Pour l’administration Trump, la procédure est « tout ce qu’il y a de plus normale». Un nouveau président nomme ses propres ambassadeurs et représentants à l’étranger des États-Unis. Ces 11 derniers mois, le républicain a déjà rappelé de nombreux diplomates pour les remplacer par ses alliés, rapporte notre correspondante à New York, Loubna Anaki.
Mais cette semaine, cette réorganisation s’est accélérée. Près de 30 diplomates de carrière ont été rappelés par la Maison Blanche.
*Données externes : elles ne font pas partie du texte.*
//! Output writers for extracted specs
//!
//! Each output format has its own module that implements the `SpecWriter` trait. The format
//! is chosen from the output file extension.

pub mod json;
pub mod text;

pub use json::JsonWriter;
pub use text::TextWriter;

use crate::error::{Error, Result};
use crate::ir::ResourceSpec;
use std::path::Path;

/// Trait that all output writers must implement
pub trait SpecWriter {
    /// Render the spec as a complete document
    fn render(&self, spec: &ResourceSpec) -> Result<String>;
}

/// Supported output formats
#[derive(Debug, Clone, Copy, PartialEq, Eq)]
pub enum OutputFormat {
    Json,
    Text,
}

impl OutputFormat {
    /// `.json` selects JSON, `.txt` and `.textproto` select text
    pub fn from_path(path: &Path) -> Result<Self> {
        match path.extension().and_then(|ext| ext.to_str()) {
            Some("json") => Ok(Self::Json),
            Some("txt") | Some("textproto") => Ok(Self::Text),
            _ => Err(Error::UnsupportedOutputFormat(path.display().to_string())),
        }
    }

    pub fn writer(self) -> Box<dyn SpecWriter> {
        match self {
            Self::Json => Box::new(JsonWriter::default()),
            Self::Text => Box::new(TextWriter::default()),
        }
    }
}

/// Render `spec` in the format selected by `path`
pub fn render_for_path(spec: &ResourceSpec, path: &Path) -> Result<String> {
    OutputFormat::from_path(path)?.writer().render(spec)
}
Les chefs de postes, des diplomates de carrière pour la plupart, se sont vu notifier leur ordre de départ d’ici fin janvier. Parmi eux, les représentants diplomatiques américains en Algérie, Côte d’Ivoire, Cameroun ou encore Sénégal. Au total, 14 pays africains sont concernés. Ces diplomates seront probablement remplacés par des personnes que Donald Trump estime plus alignées avec sa politique de l’Amérique d’abord.
Des décisions inquiètent le principal syndicat du corps diplomatique. Celui-ci affirme qu’un remaniement de cette ampleur est sans précédent. L’organisation estime que remplacer des diplomates de carrière par des gens moins expérimentés risque d’affaiblir la position des États-Unis dans des zones stratégiques.
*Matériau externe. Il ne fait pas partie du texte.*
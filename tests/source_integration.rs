//! Loading rating files and querying them end to end

mod common;

use common::TestContext;
use movierate::analytics::parse_date;
use movierate::error::ErrorCode;
use movierate::source::{JsonFileSource, LoadOptions};
use movierate::{RatingSource, RatingsEngine};
use std::sync::Arc;

#[tokio::test]
async fn test_loaded_file_answers_queries() {
    let context = TestContext::with_sample().unwrap();

    let source = JsonFileSource::load(context.ratings_path()).await.unwrap();
    let engine = RatingsEngine::new(source);

    assert_eq!(engine.count_reviews_by_reviewer(1).unwrap(), 3);
    assert_eq!(engine.top_movies_by_reviewer(1).unwrap(), vec![2, 3, 1]);
    assert_eq!(engine.reviewers_by_movie(2).unwrap(), vec![3, 1, 2]);
    assert_eq!(engine.most_productive_reviewers().unwrap(), vec![1, 2, 3]);
}

#[tokio::test]
async fn test_loaded_dates_are_parsed() {
    let context = TestContext::with_sample().unwrap();

    let source = JsonFileSource::load(context.ratings_path()).await.unwrap();

    assert_eq!(source.get_all()[1].date, parse_date("2002-03-12"));
}

#[tokio::test]
async fn test_lowercase_and_timestamp_layouts() {
    let context = TestContext::new().unwrap();
    let path = context
        .write_file(
            "lower.json",
            r#"[
                {"reviewer": 4, "movie": 8, "grade": 2, "date": "2019-05-01T08:30:00"},
                {"reviewerId": 4, "movieId": 9, "grade": 2, "date": "2019-05-01T08:30:00Z"}
            ]"#,
        )
        .unwrap();

    let source = JsonFileSource::load(&path).await.unwrap();

    assert_eq!(source.len(), 2);
    assert_eq!(source.get_all()[0].date, source.get_all()[1].date);
}

#[tokio::test]
async fn test_strict_and_lenient_loading() {
    let context = TestContext::new().unwrap();
    let path = context
        .write_file(
            "mixed.json",
            r#"[
                {"Reviewer": 1, "Movie": 1, "Grade": 5},
                {"Reviewer": 1, "Movie": 2, "Grade": "five"},
                {"Reviewer": 2, "Movie": 1, "Grade": 3}
            ]"#,
        )
        .unwrap();

    let err = JsonFileSource::load(&path).await.unwrap_err();
    assert_eq!(err.code(), ErrorCode::SOURCE_PARSE_ERROR);

    let source = JsonFileSource::load_with(&path, LoadOptions { strict: false })
        .await
        .unwrap();
    assert_eq!(source.len(), 2);
    assert_eq!(source.skipped(), 1);
}

#[tokio::test]
async fn test_not_json_is_parse_error() {
    let context = TestContext::new().unwrap();
    let path = context.write_file("broken.json", "not json").unwrap();

    let err = JsonFileSource::load(&path).await.unwrap_err();

    assert_eq!(err.code(), ErrorCode::SOURCE_PARSE_ERROR);
    assert_eq!(err.exit_code(), 4);
}

#[tokio::test]
async fn test_shared_source_across_threads() {
    let context = TestContext::with_sample().unwrap();
    let source = Arc::new(JsonFileSource::load(context.ratings_path()).await.unwrap());

    let handles: Vec<_> = (1..=3)
        .map(|reviewer| {
            let source = Arc::clone(&source);
            std::thread::spawn(move || {
                RatingsEngine::new(source)
                    .count_reviews_by_reviewer(reviewer)
                    .unwrap()
            })
        })
        .collect();

    let counts: Vec<usize> = handles.into_iter().map(|h| h.join().unwrap()).collect();
    assert_eq!(counts, vec![3, 2, 2]);
}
Depuis son retour au pouvoir, le président Donald Trump et son secrétaire d’État Marco Rubio ont engagé une profonde réforme de la diplomatie américaine. Celle-ci est axée autour des priorités des États-Unis. Il s’agit de la lutte contre l’immigration illégale ou des programmes de promotion des politiques de diversité à l’aide étrangère.
Marco Rubio a supervisé le renvoi de centaines de personnels au sein du département d’État. Celui-ci a été réorganisé autour des priorités de l’administration Trump, et a supprimé l’Agence américaine pour le développement (USAID). En parallèle, le président américain, qui nomme les ambassadeurs, a placé des fidèles à travers le monde.